Arkadaş
14 Ocak 2016 Perşembe
Bugün nöbetçiydim.
Koridorda bekliyordum. Çocuklar etrafımdan vızır vızır geçiyordu. Öyle hızlılardı ki her an düşebilir ya da birbirlerine çarpabilirlerdi.
Koridorda beklerken kapı tarafında Öykü'nün sakince ayakta durduğunu fark ettim. Kapıya yaslanmış, elleri arkadan bağlı bana bakıyordu. Ona baktığımı görünce yanıma geldi.
"Öğretmenim siz Zeynep'i tanıyor musunuz?" dedi.
Öykü ilk defa ben istemeden konuşuyordu. Genellikle sınıfta çok sessizdir. Fakat onun her şeyi bildiğini bilirim. Yine de bazen o istemese de ona söz veriyorum.

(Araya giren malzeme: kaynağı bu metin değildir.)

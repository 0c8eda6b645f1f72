//! Routes inbound events to the storefront handlers.
//!
//! While a checkout session is active, commands and non-text messages are
//! checkout fallbacks: they end the session before anything else runs.
//! Button presses and free text go through the normal routes.

use teloxide::dispatching::UpdateHandler;
use teloxide::prelude::*;
use tracing::{debug, warn};

use crate::checkout::CheckoutInput;
use crate::errors::BotResult;
use crate::gateway::Gateway;
use crate::storefront::Storefront;

use super::actions::{Action, Command, Event, Inbound};
use super::callback_handler::{callback_handler, handle_action};
use super::dialogue_manager::handle_checkout_input;
use super::message_handler::{handle_command, handle_text, message_handler};

/// Checkout input for events that abort an active session
fn checkout_fallback(event: &Event) -> Option<CheckoutInput> {
    match event {
        Event::Command(Command::Cancel) => Some(CheckoutInput::Abort),
        Event::Command(_) | Event::UnknownCommand(_) | Event::Attachment(_) => {
            Some(CheckoutInput::Unexpected)
        }
        Event::Text(_) | Event::Callback { .. } => None,
    }
}

/// Handle one inbound event
pub async fn dispatch(app: &Storefront, gateway: &dyn Gateway, inbound: Inbound) -> BotResult<()> {
    let Inbound { user, chat, event } = inbound;

    // Every button press is acknowledged, even when nothing else happens
    if let Event::Callback { id, .. } = &event {
        if let Err(e) = gateway.answer_callback(id.clone()).await {
            warn!(user_id = %user, error = %e, "Failed to answer callback query");
        }
    }

    if app.sessions().is_active(user) {
        if let Some(input) = checkout_fallback(&event) {
            handle_checkout_input(app, gateway, user, chat, None, input).await?;
            // /start still opens the menu once the session is gone
            if event != Event::Command(Command::Start) {
                return Ok(());
            }
        }
    }

    match event {
        Event::Command(command) => handle_command(gateway, user, chat, command).await,
        Event::UnknownCommand(command) => {
            debug!(user_id = %user, command = %command, "Ignoring unknown command");
            Ok(())
        }
        Event::Text(text) => handle_text(app, gateway, user, chat, text).await,
        Event::Attachment(kind) => {
            debug!(user_id = %user, kind = ?kind, "Ignoring attachment outside of checkout");
            Ok(())
        }
        Event::Callback { message, data, .. } => match Action::parse(&data) {
            Some(action) => handle_action(app, gateway, user, chat, message, action).await,
            None => {
                debug!(user_id = %user, data = %data, "Ignoring unknown callback data");
                Ok(())
            }
        },
    }
}

/// Update routing for the teloxide dispatcher
pub fn schema() -> UpdateHandler<anyhow::Error> {
    dptree::entry()
        .branch(Update::filter_message().endpoint(message_handler))
        .branch(Update::filter_callback_query().endpoint(callback_handler))
}
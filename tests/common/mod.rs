//! Shared fixtures: a gateway that records every outbound call and an
//! in-memory media provider.

#![allow(dead_code)]

use async_trait::async_trait;
use std::collections::HashSet;
use std::sync::atomic::{AtomicBool, AtomicI32, Ordering};
use std::sync::{Arc, Mutex};
use teloxide::types::{
    CallbackQueryId, ChatId, InlineKeyboardButtonKind, InlineKeyboardMarkup, MessageId, UserId,
};
use teloxide::RequestError;

use storefront::bot::{Command, Event, Inbound};
use storefront::catalog::{Catalog, ImageRef};
use storefront::errors::{BotError, BotResult, GatewayError};
use storefront::gateway::{Gateway, Media, MediaProvider, MessageRef};
use storefront::storefront::Storefront;

pub const USER: UserId = UserId(42);
pub const CHAT: ChatId = ChatId(42);
pub const BUTTON_MESSAGE: MessageId = MessageId(1);

#[derive(Debug, Clone)]
pub enum Outbound {
    Text {
        chat: ChatId,
        text: String,
        keyboard: Option<InlineKeyboardMarkup>,
    },
    Photo {
        chat: ChatId,
        file_name: String,
        caption: String,
        keyboard: InlineKeyboardMarkup,
    },
    EditText {
        message: MessageRef,
        text: String,
        keyboard: Option<InlineKeyboardMarkup>,
    },
    EditPhoto {
        message: MessageRef,
        file_name: String,
        caption: String,
        keyboard: InlineKeyboardMarkup,
    },
}

impl Outbound {
    /// Visible text: message text or photo caption
    pub fn text(&self) -> &str {
        match self {
            Outbound::Text { text, .. } | Outbound::EditText { text, .. } => text,
            Outbound::Photo { caption, .. } | Outbound::EditPhoto { caption, .. } => caption,
        }
    }

    /// Callback data of every button attached to the message
    pub fn buttons(&self) -> Vec<String> {
        let keyboard = match self {
            Outbound::Text { keyboard, .. } | Outbound::EditText { keyboard, .. } => {
                keyboard.as_ref()
            }
            Outbound::Photo { keyboard, .. } | Outbound::EditPhoto { keyboard, .. } => {
                Some(keyboard)
            }
        };
        keyboard
            .map(|k| {
                k.inline_keyboard
                    .iter()
                    .flatten()
                    .filter_map(|button| match &button.kind {
                        InlineKeyboardButtonKind::CallbackData(data) => Some(data.clone()),
                        _ => None,
                    })
                    .collect()
            })
            .unwrap_or_default()
    }
}

#[derive(Default)]
pub struct RecordingGateway {
    outbound: Mutex<Vec<Outbound>>,
    answered: Mutex<Vec<CallbackQueryId>>,
    next_id: AtomicI32,
    failing: AtomicBool,
}

impl RecordingGateway {
    pub fn new() -> Self {
        Self {
            next_id: AtomicI32::new(100),
            ..Default::default()
        }
    }

    /// Make every following request fail (or succeed again)
    pub fn set_failing(&self, failing: bool) {
        self.failing.store(failing, Ordering::SeqCst);
    }

    pub fn outbound(&self) -> Vec<Outbound> {
        self.outbound.lock().unwrap().clone()
    }

    pub fn last(&self) -> Outbound {
        self.outbound().last().cloned().expect("nothing was sent")
    }

    pub fn last_text(&self) -> String {
        self.last().text().to_string()
    }

    pub fn count(&self) -> usize {
        self.outbound.lock().unwrap().len()
    }

    /// Button presses acknowledged so far, oldest first
    pub fn answered(&self) -> Vec<CallbackQueryId> {
        self.answered.lock().unwrap().clone()
    }

    fn check_failing(&self) -> Result<(), GatewayError> {
        if self.failing.load(Ordering::SeqCst) {
            let io = std::io::Error::other("network unreachable");
            return Err(RequestError::from(Arc::new(io)).into());
        }
        Ok(())
    }

    fn record(&self, outbound: Outbound) -> Result<MessageId, GatewayError> {
        self.check_failing()?;
        self.outbound.lock().unwrap().push(outbound);
        Ok(MessageId(self.next_id.fetch_add(1, Ordering::SeqCst)))
    }
}

#[async_trait]
impl Gateway for RecordingGateway {
    async fn send_text(
        &self,
        chat: ChatId,
        text: String,
        keyboard: Option<InlineKeyboardMarkup>,
    ) -> Result<MessageRef, GatewayError> {
        let id = self.record(Outbound::Text {
            chat,
            text,
            keyboard,
        })?;
        Ok(MessageRef { chat, id })
    }

    async fn send_photo(
        &self,
        chat: ChatId,
        photo: Media,
        caption: String,
        keyboard: InlineKeyboardMarkup,
    ) -> Result<MessageRef, GatewayError> {
        let id = self.record(Outbound::Photo {
            chat,
            file_name: photo.file_name,
            caption,
            keyboard,
        })?;
        Ok(MessageRef { chat, id })
    }

    async fn edit_text(
        &self,
        message: MessageRef,
        text: String,
        keyboard: Option<InlineKeyboardMarkup>,
    ) -> Result<(), GatewayError> {
        self.record(Outbound::EditText {
            message,
            text,
            keyboard,
        })?;
        Ok(())
    }

    async fn edit_photo(
        &self,
        message: MessageRef,
        photo: Media,
        caption: String,
        keyboard: InlineKeyboardMarkup,
    ) -> Result<(), GatewayError> {
        self.record(Outbound::EditPhoto {
            message,
            file_name: photo.file_name,
            caption,
            keyboard,
        })?;
        Ok(())
    }

    async fn answer_callback(&self, id: CallbackQueryId) -> Result<(), GatewayError> {
        self.check_failing()?;
        self.answered.lock().unwrap().push(id);
        Ok(())
    }
}

/// Serves a placeholder image for every reference except the missing ones
#[derive(Default)]
pub struct MemoryMedia {
    missing: HashSet<String>,
}

impl MemoryMedia {
    pub fn without(images: &[&str]) -> Self {
        Self {
            missing: images.iter().map(|s| s.to_string()).collect(),
        }
    }
}

#[async_trait]
impl MediaProvider for MemoryMedia {
    async fn load(&self, image: &ImageRef) -> BotResult<Media> {
        if self.missing.contains(image.as_str()) {
            return Err(BotError::NotFound(format!("image {image}")));
        }
        Ok(Media {
            file_name: image.to_string(),
            bytes: b"image".to_vec(),
        })
    }
}

pub fn storefront() -> Storefront {
    Storefront::new(Catalog::builtin(), Arc::new(MemoryMedia::default()))
}

pub fn callback(data: &str) -> Inbound {
    Inbound::new(
        USER,
        CHAT,
        Event::Callback {
            id: callback_id(data),
            message: BUTTON_MESSAGE,
            data: data.to_string(),
        },
    )
}

/// Callback query id the fixtures attach to a button press
pub fn callback_id(data: &str) -> CallbackQueryId {
    CallbackQueryId(format!("query-{data}"))
}

pub fn text(text: &str) -> Inbound {
    Inbound::from_text(USER, CHAT, text, "store_bot")
}

pub fn command(command: Command) -> Inbound {
    Inbound::new(USER, CHAT, Event::Command(command))
}
//! # Gateway Module
//!
//! Narrow interfaces between the storefront logic and the outside world:
//! a messaging [`Gateway`] for sending and editing messages, and a
//! [`MediaProvider`] that turns product image references into bytes.
//! The Telegram implementation lives in `bot::telegram`.

use async_trait::async_trait;
use std::io::ErrorKind;
use std::path::{Path, PathBuf};
use teloxide::types::{CallbackQueryId, ChatId, InlineKeyboardMarkup, MessageId};
use tracing::debug;

use crate::catalog::ImageRef;
use crate::errors::{BotError, BotResult, GatewayError};

/// A message previously sent through the gateway
#[derive(Debug, Clone, Copy, PartialEq, Eq)]
pub struct MessageRef {
    pub chat: ChatId,
    pub id: MessageId,
}

/// Image bytes ready for upload
#[derive(Debug, Clone, PartialEq, Eq)]
pub struct Media {
    pub file_name: String,
    pub bytes: Vec<u8>,
}

/// Outbound messaging primitives
#[async_trait]
pub trait Gateway: Send + Sync {
    async fn send_text(
        &self,
        chat: ChatId,
        text: String,
        keyboard: Option<InlineKeyboardMarkup>,
    ) -> Result<MessageRef, GatewayError>;

    async fn send_photo(
        &self,
        chat: ChatId,
        photo: Media,
        caption: String,
        keyboard: InlineKeyboardMarkup,
    ) -> Result<MessageRef, GatewayError>;

    async fn edit_text(
        &self,
        message: MessageRef,
        text: String,
        keyboard: Option<InlineKeyboardMarkup>,
    ) -> Result<(), GatewayError>;

    /// Replace the photo and caption of an existing message
    async fn edit_photo(
        &self,
        message: MessageRef,
        photo: Media,
        caption: String,
        keyboard: InlineKeyboardMarkup,
    ) -> Result<(), GatewayError>;

    /// Acknowledge a button press so the client stops its loading state
    async fn answer_callback(&self, id: CallbackQueryId) -> Result<(), GatewayError>;
}

/// Resolves product image references
#[async_trait]
pub trait MediaProvider: Send + Sync {
    /// Load an image; a missing image is `BotError::NotFound`
    async fn load(&self, image: &ImageRef) -> BotResult<Media>;
}

/// Serves images from a directory on disk
#[derive(Debug, Clone)]
pub struct FsMediaProvider {
    root: PathBuf,
}

impl FsMediaProvider {
    pub fn new(root: impl AsRef<Path>) -> Self {
        Self {
            root: root.as_ref().to_path_buf(),
        }
    }
}

#[async_trait]
impl MediaProvider for FsMediaProvider {
    async fn load(&self, image: &ImageRef) -> BotResult<Media> {
        let path = self.root.join(image.as_str());
        let bytes = match tokio::fs::read(&path).await {
            Ok(bytes) => bytes,
            Err(e) if e.kind() == ErrorKind::NotFound => {
                return Err(BotError::NotFound(format!("image {}", path.display())));
            }
            Err(e) => return Err(BotError::Io(e)),
        };
        debug!(path = %path.display(), size = bytes.len(), "Loaded product image");

        let file_name = path
            .file_name()
            .map(|name| name.to_string_lossy().into_owned())
            .unwrap_or_else(|| image.to_string());

        Ok(Media { file_name, bytes })
    }
}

Böylece dersimiz daha da zenginleşiyor.
Bazen de ona takılıyor ama karşılığında ancak çekingen, zarif, küçük bir gülümseme alabiliyorum.
"Hayır, tanımıyorum! Kim o?" dedim, şaşırarak.
"Öğretmenim o benim çok iyi bir arkadaşım." diye cevap verdi.
O çekingen, tatlı kız, bana arkadaşını anlatıyordu. "Peki beni onunla tanıştırır mısın?" dedim. Bir koşu gitti ve Zeynep adında kendisi kadar akıllı ve tatlı bir kızla geri döndü.
Zeynep'le ikisi el ele tutuşarak karşımda durdular. Zeynep 1A sınıfındaymış, anaokulundan tanışıyorlarmış.
Birbirlerine bağlı oldukları çok belliydi. Öykü, Zeynep ve ben bir süre karşılıklı olarak gülümsedik.
Ama zil çalınca muhabbetimiz yarıda kaldı. Nöbetçiydim; koşturan, kayan, top oynayan çocukları teneffüsün bittiği konusunda ikna etmek zorundaydım:. Zira teneffüs söz konusu olunca başka her şey teferruat oluyordu onlar için.